I'm probably making this sound more trivial than it actually is, but IMO all you have to do is build up on existing paradigms and collective understanding.
It's funny you mention gmail and hotmail. That's exactly my point. Who is setting up their own email server when they could instead sign up for one of those? Is it even 1 in 100,000 email users?
(I say this as someone running my own email server, who periodically has problems sending to gmail.)
> Who is setting up their own email server when they could instead sign up for one of those?
About the same number of people who set up their own WWW server, modulo the absolute PITA that is email.
Still, federation between GMail, Hotmail, iCloud, Yahoo, ProtonMail, etc does work. You don't have as many choices but it can still feel overwhelming if you're shopping for an alternative. People at Corp & Co use their @corpnco.com addresses daily. My personal email is connected to iCloud, but I can always point my MX elsewhere. Running your own Mastodon instance is costly - however fediverse already leans on smaller interconnecting communities.
Nobody sets up an AS just to run some fiber to their home. Decentralisation and federation just happen at different levels and scales.
I would count is as decentralized enough if there are a few major players, you have Google, Microsoft, I assume Proton Mail works fine though don’t know as I only use it for burner accounts, iCloud Mail including Apple’s cool private email relay thing. (Maybe other countries have big providers I dunno.) You can use your own domain and switch between providers if needed, and use custom email clients… it’s all the benefits of decentralization to the end user.
It doesn't matter what instance you choose.

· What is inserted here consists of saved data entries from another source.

//! Merkle tree over an ordered transaction list.
//!
//! Leaves are transaction ids (the hash of each transaction's canonical
//! serialization). An odd node at any level is paired with itself. The
//! root of an empty list is the hash of the empty string, matching the
//! `merkle_root` of the genesis block.

use crate::crypto::sha256_hex;
use crate::types::Transaction;

/// Which side of the pair a proof sibling sits on.
#[derive(Debug, Clone, Copy, PartialEq, Eq)]
pub enum Side {
    Left,
    Right,
}

/// One step of an inclusion proof: the sibling hash and its side.
pub type ProofStep = (String, Side);

/// Binary Merkle tree retaining every level for proof generation.
#[derive(Debug, Clone)]
pub struct MerkleTree {
    /// `levels[0]` is the leaves; the last level holds the single root.
    levels: Vec<Vec<String>>,
}

impl MerkleTree {
    /// Builds the tree over the transactions' ids.
    pub fn from_transactions(txs: &[Transaction]) -> Self {
        Self::from_leaves(txs.iter().map(|tx| tx.txid.clone()).collect())
    }

    /// Builds the tree over pre-hashed leaves.
    pub fn from_leaves(leaves: Vec<String>) -> Self {
        if leaves.is_empty() {
            return MerkleTree { levels: Vec::new() };
        }
        let mut levels = vec![leaves];
        while levels[levels.len() - 1].len() > 1 {
            let current = &levels[levels.len() - 1];
            let mut next = Vec::with_capacity(current.len().div_ceil(2));
            for pair in current.chunks(2) {
                let left = &pair[0];
                let right = pair.get(1).unwrap_or(left);
                next.push(sha256_hex(&format!("{left}{right}")));
            }
            levels.push(next);
        }
        MerkleTree { levels }
    }

    /// The Merkle root; hash of the empty string for an empty tree.
    pub fn root(&self) -> String {
        match self.levels.last().and_then(|level| level.first()) {
            Some(root) => root.clone(),
            None => sha256_hex(""),
        }
    }

    /// Inclusion proof for the leaf at `index`, or `None` if out of range.
    pub fn proof(&self, index: usize) -> Option<Vec<ProofStep>> {
        let leaves = self.levels.first()?;
        if index >= leaves.len() {
            return None;
        }
        let mut steps = Vec::new();
        let mut position = index;
        for level in &self.levels[..self.levels.len() - 1] {
            if position % 2 == 0 {
                // Sibling on the right; an unpaired node is its own sibling.
                let sibling = level.get(position + 1).unwrap_or(&level[position]);
                steps.push((sibling.clone(), Side::Right));
            } else {
                steps.push((level[position - 1].clone(), Side::Left));
            }
            position /= 2;
        }
        Some(steps)
    }

    /// Replays a proof from `leaf` and compares against `expected_root`.
    pub fn verify(leaf: &str, proof: &[ProofStep], expected_root: &str) -> bool {
        let mut current = leaf.to_string();
        for (sibling, side) in proof {
            current = match side {
                Side::Left => sha256_hex(&format!("{sibling}{current}")),
                Side::Right => sha256_hex(&format!("{current}{sibling}")),
            };
        }
        current == expected_root
    }
}

/// Root over a transaction list without keeping the tree around.
pub fn merkle_root(txs: &[Transaction]) -> String {
    MerkleTree::from_transactions(txs).root()
}
//! Demo driver: an in-process network of nodes that mines starter funds,
//! gossips transactions and converges on one chain.

use clap::Parser;
use env_logger::{Builder, Target};
use log::LevelFilter;
use std::sync::Arc;
use std::time::Duration;

use forgecoin_core::{unix_time, Transaction};
use forgecoin_node::{Node, NodeConfig};

/// Forge Coin network demo
#[derive(Parser, Debug)]
#[command(author, version, about, long_about = None)]
struct Args {
    /// Number of nodes in the ring
    #[arg(long, default_value_t = 4)]
    nodes: usize,

    /// Transactions submitted from the first node
    #[arg(long, default_value_t = 3)]
    transactions: usize,

    /// Bootstrap mining rounds per node
    #[arg(long, default_value_t = 2)]
    mining_rounds: usize,

    /// Leading hex zeros required of block hashes
    #[arg(long, default_value_t = 2)]
    difficulty: u32,

    /// Set logging level (trace, debug, info, warn, error)
    #[arg(long, default_value = "info")]
    log_level: LevelFilter,
}

#[tokio::main]
async fn main() -> Result<(), Box<dyn std::error::Error>> {
    let args = Args::parse();
    Builder::new()
        .filter_level(args.log_level)
        .target(Target::Stdout)
        .init();

    if args.nodes < 2 {
        return Err("the demo needs at least two nodes".into());
    }

    // Create and start the nodes on ephemeral ports.
    let mut nodes: Vec<Arc<Node>> = Vec::with_capacity(args.nodes);
    for i in 0..args.nodes {
        let mut config = NodeConfig::new(format!("node{i}"), "127.0.0.1", 0);
        config.difficulty = args.difficulty;
        let node = Node::new(config);
        node.start().await?;
        nodes.push(node);
    }

    // Ring topology.
    for i in 0..nodes.len() {
        let next = &nodes[(i + 1) % nodes.len()];
        let port = next
            .network()
            .listen_port()
            .ok_or("peer listener is not up")?;
        nodes[i].connect_to_peer("127.0.0.1", port).await?;
    }
    println!("network of {} nodes established", nodes.len());

    // Bootstrap the economy: every node mines empty blocks for coinbase
    // rewards.
    for round in 0..args.mining_rounds {
        for node in &nodes {
            if node.mine_once().await.is_some() {
                println!(
                    "round {}: {} mined block #{}",
                    round + 1,
                    node.node_id(),
                    node.height()
                );
            }
            wait_for_height(&nodes, Duration::from_secs(10)).await?;
        }
    }

    // Gossip transactions from node0 to its neighbours.
    let sender = nodes[0].node_id().to_string();
    for n in 0..args.transactions {
        let receiver = nodes[(n % (nodes.len() - 1)) + 1].node_id().to_string();
        let nonce = n as u64;
        let mut tx =
            Transaction::new(sender.clone(), receiver.clone(), 1.0, 0.1, nonce, unix_time());
        tx.sign(&sender);
        match nodes[0].submit_transaction(tx) {
            Ok(()) => println!("submitted tx {n}: {sender} -> {receiver}"),
            Err(reason) => println!("tx {n} refused: {reason}"),
        }
    }
    tokio::time::sleep(Duration::from_millis(300)).await;

    // One more block commits them.
    nodes[1].mine_once().await;
    wait_for_height(&nodes, Duration::from_secs(10)).await?;

    println!("\nfinal state:");
    for node in &nodes {
        let status = node.status();
        println!(
            "  {}: height={} balance={:.1} mempool={} peers={}",
            status.node_id,
            status.height,
            status.balance,
            status.mempool_size,
            status.peer_ids.len()
        );
    }

    for node in &nodes {
        node.stop().await?;
    }
    println!("clean shutdown");
    Ok(())
}

/// Waits until every node reports the same height and tip.
async fn wait_for_height(
    nodes: &[Arc<Node>],
    deadline: Duration,
) -> Result<(), Box<dyn std::error::Error>> {
    let start = std::time::Instant::now();
    loop {
        let tip = nodes[0].tip_hash();
        if nodes.iter().all(|n| n.tip_hash() == tip) {
            return Ok(());
        }
        if start.elapsed() > deadline {
            return Err("nodes failed to converge".into());
        }
        tokio::time::sleep(Duration::from_millis(50)).await;
    }
}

An instance is a group, who is part of a bigger group.
But yeah, the majority of people won't ever understand that. And, in all honesty, that's fine.
Really, I'm cool with just having people around who care enough to grasp that. If you care that's cool, if not ¯\_(ツ)_/¯
Nevertheless, this discussion is a whole other topic. They are just pointing out a potential issue.
The main reason is that they have marketing of a corporate entity behind them and someone to sign a contract with.
I've seen many times - company switching from free, open-source, distributed solution to a worse, closed-source, coporate-backed solution just so they have someone to sign a contract with.
First time it was moving from self-hosted Jabber to MSN Messanger (is sucked, worked less reliably than self-hosted jabber, didn't worked on Linux, and was probably way more expansive in the long run). Then it was moving from self-hosted wikis to some B2B solution. Then it was self-hosted git to corporate github or sth similar.
I understand the theory behind outsourcing these things, especially if you're just starting. But if you already have the OS solution deployed and working - why switch?
The first startup I worked for had 1 IT guy among 12 people, and everything was in-house, including servers. The second grew to 50 people and did not ever employ an IT guy for internal work - most stuff was run on SaaS and the total cost was less than an IT guy salary. Any admin was done by taking engineering time, and no-one wanted to divert that away from product to do in-house stuff. Because when you're taking time away from product, it's not just the salary but the opportunity cost, because any investment in product is supposed to return a multiple.
And you know what would be even cheaper (in the medium/long term) than the IT in-house or outsourcing to commercial SaaS? If the company took 10-20% of their budget to sponsor the development of FOSS alternatives.